E bem, Irene Bae podia ser conservadora demais para a sua idade em aspectos demais, mas ver uma mulher descendo a porrada em todo mundo na telona era muito satisfatório. Irene não necessariamente precisava concordar com cem porcento da doutrinação, não? Bem, havia discussões até mesmo entre os estudiosos dos escritos, certo? Irene ainda tinha uma consciência de classe, ainda mais presenciando as situações e fofocas pelas quais sua mãe tinha que passar.

O shopping não estava muito cheio quando chegaram, ao contrário da hora em que saíram do cinema e se depararam com a praça de alimentação borbulhando com o falatório da multidão, e barulho incomodava Irene Bae, de modo que ela não conseguiu conter a careta de desagrado, também causada pela diferença de iluminação entre sala escura e o brilho de tantos letreiros de lanchonetes diferentes.

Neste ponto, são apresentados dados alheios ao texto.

//! Randomized checks of path optimality and neighbor wiring.

use lattice_astar::{AStar, Direction, Grid, GridPolicy, NodeId, SteppedSearch};
use pathfinding::prelude::dijkstra;
use proptest::prelude::*;

fn hops(policy: GridPolicy, size: &[usize], start: &[usize], goal: &[usize]) -> usize {
    let mut search = AStar::new(Grid::new(size, policy).unwrap());
    search.prepare(start, goal).unwrap();
    let hops = search.calculate_all().unwrap().len() - 1;
    assert!(search.is_solvable());
    hops
}

fn deltas(start: &[usize], goal: &[usize]) -> Vec<usize> {
    start.iter().zip(goal).map(|(a, b)| a.abs_diff(*b)).collect()
}

fn plane() -> impl Strategy<Value = (Vec<usize>, Vec<usize>, Vec<usize>)> {
    (1usize..10, 1usize..10).prop_flat_map(|(w, h)| {
        (Just(vec![w, h]), (0..w, 0..h), (0..w, 0..h))
            .prop_map(|(size, s, g)| (size, vec![s.0, s.1], vec![g.0, g.1]))
    })
}

fn cube() -> impl Strategy<Value = (Vec<usize>, Vec<usize>, Vec<usize>)> {
    (1usize..6, 1usize..6, 1usize..6).prop_flat_map(|(w, h, d)| {
        (
            Just(vec![w, h, d]),
            (0..w, 0..h, 0..d),
            (0..w, 0..h, 0..d),
        )
            .prop_map(|(size, s, g)| (size, vec![s.0, s.1, s.2], vec![g.0, g.1, g.2]))
    })
}

fn walled_plane() -> impl Strategy<Value = (usize, usize, Vec<bool>, usize, usize)> {
    (2usize..9, 2usize..9).prop_flat_map(|(w, h)| {
        (
            Just(w),
            Just(h),
            prop::collection::vec(prop::bool::weighted(0.3), w * h),
            0..w * h,
            0..w * h,
        )
    })
}

proptest! {
    #![proptest_config(ProptestConfig::with_cases(200))]

    #[test]
    fn orthogonal_plane_paths_take_manhattan_hops((size, start, goal) in plane()) {
        let d = deltas(&start, &goal);
        prop_assert_eq!(hops(GridPolicy::orthogonal_2d(), &size, &start, &goal), d[0] + d[1]);
    }

    #[test]
    fn diagonal_plane_paths_take_chebyshev_hops((size, start, goal) in plane()) {
        let d = deltas(&start, &goal);
        prop_assert_eq!(hops(GridPolicy::diagonal_2d(), &size, &start, &goal), d[0].max(d[1]));
    }

    #[test]
    fn orthogonal_cube_paths_take_manhattan_hops((size, start, goal) in cube()) {
        let d = deltas(&start, &goal);
        prop_assert_eq!(hops(GridPolicy::orthogonal_3d(), &size, &start, &goal), d.iter().sum::<usize>());
    }

    #[test]
    fn diagonal_cube_paths_take_chebyshev_hops((size, start, goal) in cube()) {
        let d = deltas(&start, &goal);
        let expected = d.iter().copied().max().unwrap_or(0);
        prop_assert_eq!(hops(GridPolicy::diagonal_3d(), &size, &start, &goal), expected);
    }

    #[test]
    fn walled_search_agrees_with_dijkstra((w, h, blocked, start, goal) in walled_plane()) {
        let mut grid = Grid::new(&[w, h], GridPolicy::orthogonal_2d()).unwrap();
        for (i, &wall) in blocked.iter().enumerate() {
            grid.set_passable(&[i % w, i / w], !wall).unwrap();
        }
        let mut search = AStar::new(grid);
        search.prepare_flat(start, goal).unwrap();
        let result = search.calculate_all().unwrap().to_vec();

        let grid = search.grid();
        let reference = dijkstra(
            &NodeId(start),
            |&id: &NodeId| {
                grid[id]
                    .linked_neighbors()
                    .filter(|&n| grid[n].is_passable())
                    .map(|n| (n, 1u32))
                    .collect::<Vec<_>>()
            },
            |&id| id == NodeId(goal),
        );

        prop_assert!(!result.is_empty());
        prop_assert_eq!(result.last().copied(), Some(NodeId(start)));
        match reference {
            Some((_, cost)) => {
                prop_assert!(search.is_solvable());
                prop_assert_eq!(result.len() - 1, cost as usize);
                prop_assert_eq!(result[0], NodeId(goal));
            }
            None => {
                prop_assert!(!search.is_solvable());
                prop_assert_eq!(search.path(), None);
            }
        }
        for pair in result.windows(2) {
            prop_assert!(grid[pair[0]].is_passable());
            prop_assert!(grid[pair[1]].linked_neighbors().any(|n| n == pair[0]));
        }
    }

    #[test]
    fn every_diagonal_cube_direction_is_geometric((size, cell, _) in cube()) {
        let grid = Grid::new(&size, GridPolicy::diagonal_3d()).unwrap();
        let id = grid.index(&cell).unwrap();
        let node = &grid[id];
        prop_assert_eq!(node.neighbors().len(), 26);

        let mut seen = Vec::new();
        for direction in Direction::ALL {
            let target: Option<Vec<usize>> = cell
                .iter()
                .zip(direction.offset())
                .zip(&size)
                .map(|((&i, o), &extent)| i.checked_add_signed(o).filter(|&m| m < extent))
                .collect();
            let expected = target.map(|t| grid.index(&t).unwrap());
            prop_assert_eq!(node.neighbor(direction), expected, "{:?}", direction);
            if let Some(n) = expected {
                prop_assert!(n != id);
                prop_assert!(!seen.contains(&n), "{:?} repeats a neighbor", direction);
                seen.push(n);
            }
        }
    }

    #[test]
    fn runs_are_deterministic((size, start, goal) in cube()) {
        let mut grid = Grid::new(&size, GridPolicy::diagonal_3d()).unwrap();
        // wall off the center cell unless it is an endpoint
        let center: Vec<usize> = size.iter().map(|e| e / 2).collect();
        if center != start && center != goal {
            grid.set_passable(&center, false).unwrap();
        }
        let mut search = AStar::new(grid);
        search.prepare(&start, &goal).unwrap();
        let first = search.calculate_all().unwrap().to_vec();
        search.prepare(&start, &goal).unwrap();
        prop_assert_eq!(search.calculate_all().unwrap(), &first[..]);
    }
}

- E então, o que acharam? – Jennie perguntou enquanto caminhavam tranquilamente pela praça de alimentação, naquela sensação de letargia pós-filme e banquete de pipocas extremamente amanteigadas.

- Muito que bom. Eu vi as reviews e confesso que estava até com as expectativas baixas, mas nada me surpreende o povo da internet ser chato. – Yeri iniciou com o seu review. – Mas, oh, eu fui a única ou vocês também sentiram a tensão sexual entre Carol Danvers e a Maria Rambeau?

- Ah, que bom que eu não fui a única. Ou foi de propósito, ou eu quero saber que tipo de amizade os roteiristas têm com os seus amigos, porque, olha... – Jennie concordou com Yeri na mesma hora e Irene ergueu uma sobrancelha para Yeri, como se a questionasse por saber e falar em voz altas daquelas coisas. Imagina, um bebê daquele!

- É, eu também achei meio suspeito. – Irene também deu sua opinião, de nariz torcido. – Mas, ai, por que tudo é sobre isso hoje em dia? Tudo tem que ter gay, mesmo? Eu vou assistir algo na Netflix, tem gay. Vou assistir algo no cinema, tem gay. Vou assistir novela, tem gay. Até em comercial de margarina tem gay!

- Ué, normal. Até na escola é cheio de gay. – Yeri deu de ombros e Jennie riu ao concordar. – Só está mais realístico, mas eu entendo seu ponto.

- Mas é ficção, não precisa ser igual a vida real. – Irene respondeu como se fosse óbvio. – Imagina a menininha que vai ver o filme no cinema, se identifica com a Capitã Marvel... Você sabe como é criança, eles saem do filme querendo ser super-heróis.

- Crianças? Eu estou querendo ser sequestrada por alienígenas agora mesmo. – Jennie comentou, com humor.

- Então! Imagina a criança de dez anos! Vai crescer achando que gostar de mulher vem no pacote! – A fala da Kim só pareceu fundamentar o argumento da Bae para enchê-la ainda mais de certeza.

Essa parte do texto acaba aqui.